Well done, Gareth Thomas.
In the seventies a posh meal was prawn cocktail, steak and chips with a chopped tomato, Black Forest gateau, and Matheus Rose wine.
In Scotland, pubs shut at ten, and drinking and driving was something people tried to get away with.
Back then there were miners' strikes, glam rock was in its pomp, and all I wanted for Christmas was a Raleigh Chopper bike.
And back then homosexuality was misunderstood by most of the population, believing that some men and women had made the wrong choice, that it was a threat to the rest of us. Or had to be hidden away.
Nowadays the beauty of the world lies in its diversity.
The British population is changing in its make-up of races - a wonderful thing as we are all immigrants anyway - and our choice of food and wine is spectacular.
And our attitudes to homosexuality have changed too.
According to that font of all knowledge, Wikipedia, rates of homosexuality in the population are somewhere between two and 13 percent.

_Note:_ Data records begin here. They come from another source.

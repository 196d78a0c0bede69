//! Unified error types for all Cachet crates.

use serde::{Deserialize, Serialize};
use std::fmt::Debug;
use thiserror::Error;

/// Unified error type for Cachet.
///
/// Crate-local errors (for example the cache crate's `CacheError`) convert
/// into this type when they cross into the server or HTTP layers.
#[derive(Error, Debug)]
pub enum CachetError {
    /// Resource not found
    #[error("Resource not found: {resource_type} with id {id}")]
    NotFound {
        resource_type: &'static str,
        id: String,
    },

    /// Validation error
    #[error("Validation error: {0}")]
    Validation(String),

    /// Configuration error
    #[error("Configuration error: {0}")]
    Configuration(String),

    /// Backing store / cache error
    #[error("Cache error: {0}")]
    Cache(String),

    /// Backing store unreachable
    #[error("Service unavailable: {0}")]
    Unavailable(String),

    /// Timeout error
    #[error("Operation timed out: {0}")]
    Timeout(String),

    /// Internal error
    #[error("Internal error: {0}")]
    Internal(String),

    /// Generic error wrapper
    #[error(transparent)]
    Other(#[from] anyhow::Error),
}

impl CachetError {
    /// Returns the HTTP status code for this error.
    #[must_use]
    pub const fn status_code(&self) -> u16 {
        match self {
            Self::NotFound { .. } => 404,
            Self::Validation(_) => 400,
            Self::Unavailable(_) | Self::Timeout(_) => 503,
            Self::Configuration(_) | Self::Cache(_) | Self::Internal(_) | Self::Other(_) => 500,
        }
    }

    /// Returns a machine-readable error code.
    #[must_use]
    pub const fn error_code(&self) -> &'static str {
        match self {
            Self::NotFound { .. } => "NOT_FOUND",
            Self::Validation(_) => "VALIDATION_ERROR",
            Self::Configuration(_) => "CONFIGURATION_ERROR",
            Self::Cache(_) => "CACHE_ERROR",
            Self::Unavailable(_) => "SERVICE_UNAVAILABLE",
            Self::Timeout(_) => "TIMEOUT",
            Self::Internal(_) | Self::Other(_) => "INTERNAL_ERROR",
        }
    }

    /// Creates a not found error for a resource.
    #[must_use]
    pub fn not_found<T: ToString>(resource_type: &'static str, id: T) -> Self {
        Self::NotFound {
            resource_type,
            id: id.to_string(),
        }
    }

    /// Creates a validation error.
    #[must_use]
    pub fn validation<T: Into<String>>(message: T) -> Self {
        Self::Validation(message.into())
    }
}

impl From<serde_json::Error> for CachetError {
    fn from(err: serde_json::Error) -> Self {
        Self::Internal(format!("JSON serialization error: {}", err))
    }
}

/// Serializable error response for API responses.
#[derive(Debug, Clone, Serialize, Deserialize)]
pub struct ErrorResponse {
    /// Machine-readable error code
    pub code: String,
    /// Human-readable error message
    pub message: String,
}

impl ErrorResponse {
    /// Creates a new error response from a `CachetError`.
    #[must_use]
    pub fn from_error(error: &CachetError) -> Self {
        Self {
            code: error.error_code().to_string(),
            message: error.to_string(),
        }
    }
}

impl From<&CachetError> for ErrorResponse {
    fn from(error: &CachetError) -> Self {
        Self::from_error(error)
    }
}

#[cfg(test)]
mod tests {
    use super::*;

    #[test]
    fn test_error_status_codes() {
        assert_eq!(CachetError::not_found("CacheKey", "a").status_code(), 404);
        assert_eq!(CachetError::validation("empty tag list").status_code(), 400);
        assert_eq!(CachetError::Unavailable("redis down".to_string()).status_code(), 503);
        assert_eq!(CachetError::Timeout("GET".to_string()).status_code(), 503);
        assert_eq!(CachetError::Configuration("no url".to_string()).status_code(), 500);
        assert_eq!(CachetError::Internal("oops".to_string()).status_code(), 500);
    }

    #[test]
    fn test_error_codes() {
        assert_eq!(CachetError::not_found("CacheKey", 1).error_code(), "NOT_FOUND");
        assert_eq!(CachetError::validation("bad").error_code(), "VALIDATION_ERROR");
        assert_eq!(CachetError::Configuration("bad".to_string()).error_code(), "CONFIGURATION_ERROR");
        assert_eq!(CachetError::Cache("x".to_string()).error_code(), "CACHE_ERROR");
        assert_eq!(CachetError::Unavailable("x".to_string()).error_code(), "SERVICE_UNAVAILABLE");
        assert_eq!(CachetError::Internal("err".to_string()).error_code(), "INTERNAL_ERROR");
    }

    #[test]
    fn test_error_response_from_error() {
        let err = CachetError::not_found("EntityRule", "invoice");
        let response = ErrorResponse::from_error(&err);
        assert_eq!(response.code, "NOT_FOUND");
        assert!(response.message.contains("invoice"));
    }

    #[test]
    fn test_error_response_serializes_code_and_message() {
        let err = CachetError::validation("empty tag list");
        let json = serde_json::to_value(ErrorResponse::from(&err)).unwrap();
        assert_eq!(
            json,
            serde_json::json!({
                "code": "VALIDATION_ERROR",
                "message": "Validation error: empty tag list",
            })
        );
    }

    #[test]
    fn test_from_json_error() {
        let json_err = serde_json::from_str::<u32>("not json").unwrap_err();
        let err: CachetError = json_err.into();
        assert!(matches!(err, CachetError::Internal(_)));
    }
}
//! Configuration loader with layered sources.

use crate::validation::{format_validation_errors, ConfigValidator};
use crate::AppConfig;
use cachet_core::CachetError;
use config::{Config, ConfigError, Environment, File};
use std::path::Path;
use std::sync::Arc;
use tokio::sync::RwLock;
use tracing::{debug, info, warn};

/// Environment variable prefix for overrides, e.g. `CACHET__REDIS__URL`.
pub const ENV_PREFIX: &str = "CACHET";

/// Configuration loader with runtime refresh support.
#[derive(Clone)]
pub struct ConfigLoader {
    config: Arc<RwLock<AppConfig>>,
    config_dir: String,
}

impl ConfigLoader {
    /// Creates a new configuration loader.
    ///
    /// Configuration is loaded from multiple sources in order:
    /// 1. `config/default.toml` - Default values
    /// 2. `config/{environment}.toml` - Environment-specific overrides
    /// 3. `config/local.toml` - Local overrides
    /// 4. Environment variables with `CACHET__` prefix
    pub fn new(config_dir: impl Into<String>) -> Result<Self, CachetError> {
        let config_dir = config_dir.into();
        let config = Self::load_config(&config_dir)?;

        Ok(Self {
            config: Arc::new(RwLock::new(config)),
            config_dir,
        })
    }

    /// Loads configuration from the default location (`./config`).
    pub fn from_default_location() -> Result<Self, CachetError> {
        Self::new("./config")
    }

    /// Returns the current configuration.
    pub async fn get(&self) -> AppConfig {
        self.config.read().await.clone()
    }

    /// Reloads the configuration from disk.
    ///
    /// The previous configuration stays in place when the new one is invalid.
    pub async fn reload(&self) -> Result<(), CachetError> {
        let new_config = Self::load_config(&self.config_dir)?;
        let mut config = self.config.write().await;
        *config = new_config;
        info!("Configuration reloaded successfully");
        Ok(())
    }

    /// Loads configuration from the specified directory.
    fn load_config(config_dir: &str) -> Result<AppConfig, CachetError> {
        // Load .env file if present
        if let Err(e) = dotenvy::dotenv() {
            debug!("No .env file found or error loading it: {}", e);
        }

        let environment = std::env::var("CACHET_ENVIRONMENT").unwrap_or_else(|_| "development".to_string());
        info!("Loading configuration for environment: {}", environment);

        let app_config = Self::load_layers(config_dir, &environment)?;

        if let Err(errors) = ConfigValidator::validate(&app_config) {
            return Err(CachetError::Configuration(format_validation_errors(&errors)));
        }

        if !app_config.redis.enabled {
            warn!("Redis is disabled; using the in-process store (entries are not shared between instances)");
        }

        Ok(app_config)
    }

    /// Builds the layered configuration without validating it.
    fn load_layers(config_dir: &str, environment: &str) -> Result<AppConfig, CachetError> {
        let mut builder = Config::builder();

        for name in ["default", environment, "local"] {
            let path = format!("{}/{}.toml", config_dir, name);
            if Path::new(&path).exists() {
                debug!("Loading config from: {}", path);
                builder = builder.add_source(File::with_name(&path).required(false));
            }
        }

        builder = builder.add_source(
            Environment::with_prefix(ENV_PREFIX)
                .prefix_separator("__")
                .separator("__")
                .try_parsing(true),
        );

        let mut app_config: AppConfig = builder
            .build()
            .and_then(|c| c.try_deserialize())
            .map_err(config_error_to_cachet_error)?;

        app_config.app.environment = environment.to_string();

        Ok(app_config)
    }
}

fn config_error_to_cachet_error(err: ConfigError) -> CachetError {
    CachetError::Configuration(err.to_string())
}

#[cfg(test)]
mod tests {
    use super::*;
    use std::fs;
    use tempfile::TempDir;

    fn write(dir: &TempDir, name: &str, contents: &str) {
        fs::write(dir.path().join(name), contents).unwrap();
    }

    fn dir_str(dir: &TempDir) -> String {
        dir.path().to_string_lossy().to_string()
    }

    #[test]
    fn test_missing_directory_uses_defaults() {
        let dir = TempDir::new().unwrap();
        let config = ConfigLoader::load_layers(&dir_str(&dir), "test").unwrap();

        assert_eq!(config.server.port, 8080);
        assert_eq!(config.cache.namespace, "cachet");
        assert_eq!(config.app.environment, "test");
    }

    #[test]
    fn test_environment_file_overrides_default() {
        let dir = TempDir::new().unwrap();
        write(
            &dir,
            "default.toml",
            r#"
            [cache]
            namespace = "booking"
            default_ttl_secs = 120

            [redis]
            pool_size = 4
            "#,
        );
        write(
            &dir,
            "staging.toml",
            r#"
            [cache]
            default_ttl_secs = 60
            "#,
        );

        let config = ConfigLoader::load_layers(&dir_str(&dir), "staging").unwrap();
        assert_eq!(config.cache.namespace, "booking");
        assert_eq!(config.cache.default_ttl_secs, 60);
        assert_eq!(config.redis.pool_size, 4);
    }

    #[test]
    fn test_local_file_wins() {
        let dir = TempDir::new().unwrap();
        write(&dir, "default.toml", "[server]\nport = 9000\n");
        write(&dir, "local.toml", "[server]\nport = 9100\n");

        let config = ConfigLoader::load_layers(&dir_str(&dir), "development").unwrap();
        assert_eq!(config.server.port, 9100);
    }

    #[test]
    fn test_warmup_routines_from_file() {
        let dir = TempDir::new().unwrap();
        write(
            &dir,
            "default.toml",
            r#"
            [warmup]
            seed_dir = "/srv/seed"

            [[warmup.routines]]
            name = "plans"
            file = "plans.json"
            tags = ["pricing:rules"]
            "#,
        );

        let config = ConfigLoader::load_layers(&dir_str(&dir), "development").unwrap();
        assert_eq!(config.warmup.seed_dir, "/srv/seed");
        assert_eq!(config.warmup.routines.len(), 1);
        assert_eq!(config.warmup.routines[0].ttl_secs, None);
    }

    #[test]
    fn test_malformed_file_is_configuration_error() {
        let dir = TempDir::new().unwrap();
        write(&dir, "default.toml", "[server\nport = ");

        let result = ConfigLoader::load_layers(&dir_str(&dir), "development");
        assert!(matches!(result, Err(CachetError::Configuration(_))));
    }

    #[tokio::test]
    async fn test_invalid_config_is_rejected() {
        let dir = TempDir::new().unwrap();
        write(&dir, "default.toml", "[redis]\nurl = \"\"\n");

        let result = ConfigLoader::new(dir_str(&dir));
        match result {
            Err(CachetError::Configuration(message)) => assert!(message.contains("redis")),
            other => panic!("expected configuration error, got {:?}", other.map(|_| ())),
        }
    }

    #[tokio::test]
    async fn test_reload_picks_up_changes() {
        let dir = TempDir::new().unwrap();
        write(&dir, "local.toml", "[cache]\nnamespace = \"first\"\n");

        let loader = ConfigLoader::new(dir_str(&dir)).unwrap();
        assert_eq!(loader.get().await.cache.namespace, "first");

        write(&dir, "local.toml", "[cache]\nnamespace = \"second\"\n");
        loader.reload().await.unwrap();
        assert_eq!(loader.get().await.cache.namespace, "second");
    }

    #[tokio::test]
    async fn test_failed_reload_keeps_previous_config() {
        let dir = TempDir::new().unwrap();
        write(&dir, "local.toml", "[cache]\nnamespace = \"stable\"\n");
        let loader = ConfigLoader::new(dir_str(&dir)).unwrap();

        write(&dir, "local.toml", "[cache]\nnamespace = \"\"\n");
        assert!(loader.reload().await.is_err());
        assert_eq!(loader.get().await.cache.namespace, "stable");
    }
}
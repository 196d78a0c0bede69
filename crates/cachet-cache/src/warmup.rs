//! Startup cache warm-up.
//!
//! A routine pulls reference data from a [`WarmUpSource`] and writes it into
//! the cache under the routine's tags. Routines run concurrently and
//! independently: one failing routine does not stop the others.

use crate::engine::{BatchEntry, CacheEngine, SetOptions};
use crate::metrics::CacheMetrics;
use async_trait::async_trait;
use futures::future::join_all;
use serde::Serialize;
use std::sync::Arc;
use std::time::{Duration, Instant};
use tracing::{info, warn};

/// Supplies the entries a warm-up routine writes.
#[async_trait]
pub trait WarmUpSource: Send + Sync {
    /// Returns `(key, value)` pairs to cache. Keys are not namespaced.
    async fn fetch(&self) -> anyhow::Result<Vec<(String, serde_json::Value)>>;
}

/// A named warm-up routine.
#[derive(Clone)]
pub struct WarmUpRoutine {
    /// Routine name, used in logs and reports.
    pub name: String,
    /// Where the entries come from.
    pub source: Arc<dyn WarmUpSource>,
    /// Tags attached to every entry.
    pub tags: Vec<String>,
    /// TTL for the entries; the engine default applies when `None`.
    pub ttl: Option<Duration>,
}

impl WarmUpRoutine {
    /// Create a routine with no tags and the default TTL.
    pub fn new(name: impl Into<String>, source: Arc<dyn WarmUpSource>) -> Self {
        Self {
            name: name.into(),
            source,
            tags: Vec::new(),
            ttl: None,
        }
    }

    /// Sets the tags.
    #[must_use]
    pub fn with_tags<I, S>(mut self, tags: I) -> Self
    where
        I: IntoIterator<Item = S>,
        S: Into<String>,
    {
        self.tags = tags.into_iter().map(Into::into).collect();
        self
    }

    /// Sets the TTL.
    #[must_use]
    pub fn with_ttl(mut self, ttl: Duration) -> Self {
        self.ttl = Some(ttl);
        self
    }

    fn options(&self) -> SetOptions {
        SetOptions {
            ttl: self.ttl,
            compress: true,
            tags: self.tags.clone(),
        }
    }
}

/// Result of a single routine.
#[derive(Debug, Clone, Serialize)]
pub struct RoutineOutcome {
    /// Routine name.
    pub name: String,
    /// Entries written.
    pub written: usize,
    /// Entries the cache rejected.
    pub rejected: usize,
    /// Source error, if the routine could not fetch its data.
    pub error: Option<String>,
    /// Wall time spent in the routine.
    pub duration_ms: u64,
}

impl RoutineOutcome {
    /// True when the source answered and every entry was written.
    pub fn is_success(&self) -> bool {
        self.error.is_none() && self.rejected == 0
    }
}

/// Outcome of a warm-up run.
#[derive(Debug, Clone, Default, Serialize)]
pub struct WarmUpReport {
    /// Per-routine results, in registration order.
    pub routines: Vec<RoutineOutcome>,
}

impl WarmUpReport {
    /// Number of fully successful routines.
    pub fn succeeded(&self) -> usize {
        self.routines.iter().filter(|r| r.is_success()).count()
    }

    /// Number of routines that failed or partially failed.
    pub fn failed(&self) -> usize {
        self.routines.len() - self.succeeded()
    }

    /// Total entries written.
    pub fn entries_written(&self) -> usize {
        self.routines.iter().map(|r| r.written).sum()
    }
}

/// Runs warm-up routines against a cache engine.
pub struct WarmUpCoordinator {
    engine: Arc<CacheEngine>,
    routines: Vec<WarmUpRoutine>,
}

impl WarmUpCoordinator {
    /// Create a coordinator with no routines.
    pub fn new(engine: Arc<CacheEngine>) -> Self {
        Self {
            engine,
            routines: Vec::new(),
        }
    }

    /// Adds a routine.
    #[must_use]
    pub fn with_routine(mut self, routine: WarmUpRoutine) -> Self {
        self.routines.push(routine);
        self
    }

    /// Names of the registered routines.
    pub fn routine_names(&self) -> Vec<&str> {
        self.routines.iter().map(|r| r.name.as_str()).collect()
    }

    /// Runs every routine concurrently and waits for all of them.
    pub async fn warm_up(&self) -> WarmUpReport {
        let started = Instant::now();
        let outcomes = join_all(self.routines.iter().map(|routine| self.run_routine(routine))).await;
        let report = WarmUpReport { routines: outcomes };

        info!(
            routines = report.routines.len(),
            succeeded = report.succeeded(),
            failed = report.failed(),
            entries = report.entries_written(),
            duration_ms = started.elapsed().as_millis() as u64,
            "Cache warm-up finished"
        );
        report
    }

    async fn run_routine(&self, routine: &WarmUpRoutine) -> RoutineOutcome {
        let started = Instant::now();

        let outcome = match routine.source.fetch().await {
            Ok(entries) => {
                let options = routine.options();
                let batch: Vec<BatchEntry<serde_json::Value>> = entries
                    .into_iter()
                    .map(|(key, value)| BatchEntry::new(key, value, options.clone()))
                    .collect();
                let total = batch.len();
                let written = self.engine.mset(batch).await.into_iter().filter(|ok| *ok).count();

                if written < total {
                    warn!(routine = %routine.name, written, total, "Warm-up routine partially failed");
                } else {
                    info!(routine = %routine.name, written, "Warm-up routine finished");
                }

                RoutineOutcome {
                    name: routine.name.clone(),
                    written,
                    rejected: total - written,
                    error: None,
                    duration_ms: 0,
                }
            }
            Err(e) => {
                warn!(routine = %routine.name, error = %e, "Warm-up routine failed");
                RoutineOutcome {
                    name: routine.name.clone(),
                    written: 0,
                    rejected: 0,
                    error: Some(format!("{:#}", e)),
                    duration_ms: 0,
                }
            }
        };

        CacheMetrics::record_warmup(&routine.name, outcome.is_success());
        RoutineOutcome {
            duration_ms: started.elapsed().as_millis() as u64,
            ..outcome
        }
    }
}

#[cfg(test)]
mod tests {
    use super::*;
    use crate::store::MemoryStore;
    use cachet_config::CacheConfig;
    use serde_json::json;

    struct StaticSource(Vec<(String, serde_json::Value)>);

    #[async_trait]
    impl WarmUpSource for StaticSource {
        async fn fetch(&self) -> anyhow::Result<Vec<(String, serde_json::Value)>> {
            Ok(self.0.clone())
        }
    }

    struct FailingSource;

    #[async_trait]
    impl WarmUpSource for FailingSource {
        async fn fetch(&self) -> anyhow::Result<Vec<(String, serde_json::Value)>> {
            anyhow::bail!("catalog service unreachable")
        }
    }

    fn engine() -> Arc<CacheEngine> {
        Arc::new(CacheEngine::new(Arc::new(MemoryStore::new()), &CacheConfig::default()))
    }

    #[tokio::test]
    async fn test_failing_routine_does_not_block_others() {
        let engine = engine();
        let categories = StaticSource(vec![
            ("device:categories:all".to_string(), json!(["wheelchair", "hoist"])),
            ("device:categories:count".to_string(), json!(2)),
        ]);

        let coordinator = WarmUpCoordinator::new(engine.clone())
            .with_routine(WarmUpRoutine::new("broken", Arc::new(FailingSource)))
            .with_routine(
                WarmUpRoutine::new("device_categories", Arc::new(categories))
                    .with_tags(["device:categories"])
                    .with_ttl(Duration::from_secs(3600)),
            );

        let report = coordinator.warm_up().await;
        assert_eq!(report.routines.len(), 2);
        assert_eq!(report.succeeded(), 1);
        assert_eq!(report.failed(), 1);
        assert_eq!(report.entries_written(), 2);

        let broken = &report.routines[0];
        assert_eq!(broken.name, "broken");
        assert!(broken.error.as_deref().unwrap().contains("unreachable"));

        assert_eq!(engine.get::<u32>("device:categories:count").await, Some(2));
    }

    #[tokio::test]
    async fn test_warmed_entries_are_tagged() {
        let engine = engine();
        let rules = StaticSource(vec![("pricing:rules:weekend".to_string(), json!({"surcharge": 10}))]);
        let coordinator = WarmUpCoordinator::new(engine.clone())
            .with_routine(WarmUpRoutine::new("pricing_rules", Arc::new(rules)).with_tags(["pricing:rules"]));

        coordinator.warm_up().await;
        assert_eq!(engine.invalidate_by_tags(&["pricing:rules"]).await, 1);
        assert!(!engine.exists("pricing:rules:weekend").await);
    }

    #[tokio::test]
    async fn test_no_routines() {
        let coordinator = WarmUpCoordinator::new(engine());
        assert!(coordinator.routine_names().is_empty());

        let report = coordinator.warm_up().await;
        assert!(report.routines.is_empty());
        assert_eq!(report.failed(), 0);
    }
}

So, tell me now, who was shocked that there were homosexuals involved in rugby? Come on, hand on heart, who was shocked?
And does it matter?
I assume, and maybe I am wrong, that rugby's population is representative of the UK's wider population, although, and again I know I am getting into tricky ground, but bear with me - I also understand that some homosexual men might be put off by the backlash they may perceive coming their way from some of the blokes in a macho sport.
And there will be some nutters who would not want homosexuals in their sport.
But I coach rugby, and have done for years since I stopped playing, and I can't think of one person I played with who would be blatantly homophobic - and I hope that the game would welcome everyone who is at peace with it.
The reaction at my club on hearing the news was "so?".
Years ago, as Gareth says, the corporate world might have reeled from backing homosexual sportsmen, but I doubt it would come into the equation now.
The slightly strange thing for me in all of this is that we do have teams who celebrate the fact that they are "gay" rugby teams when the sign of a fully accepting and integrated sport is that players would play in rugby teams only defined by their ability.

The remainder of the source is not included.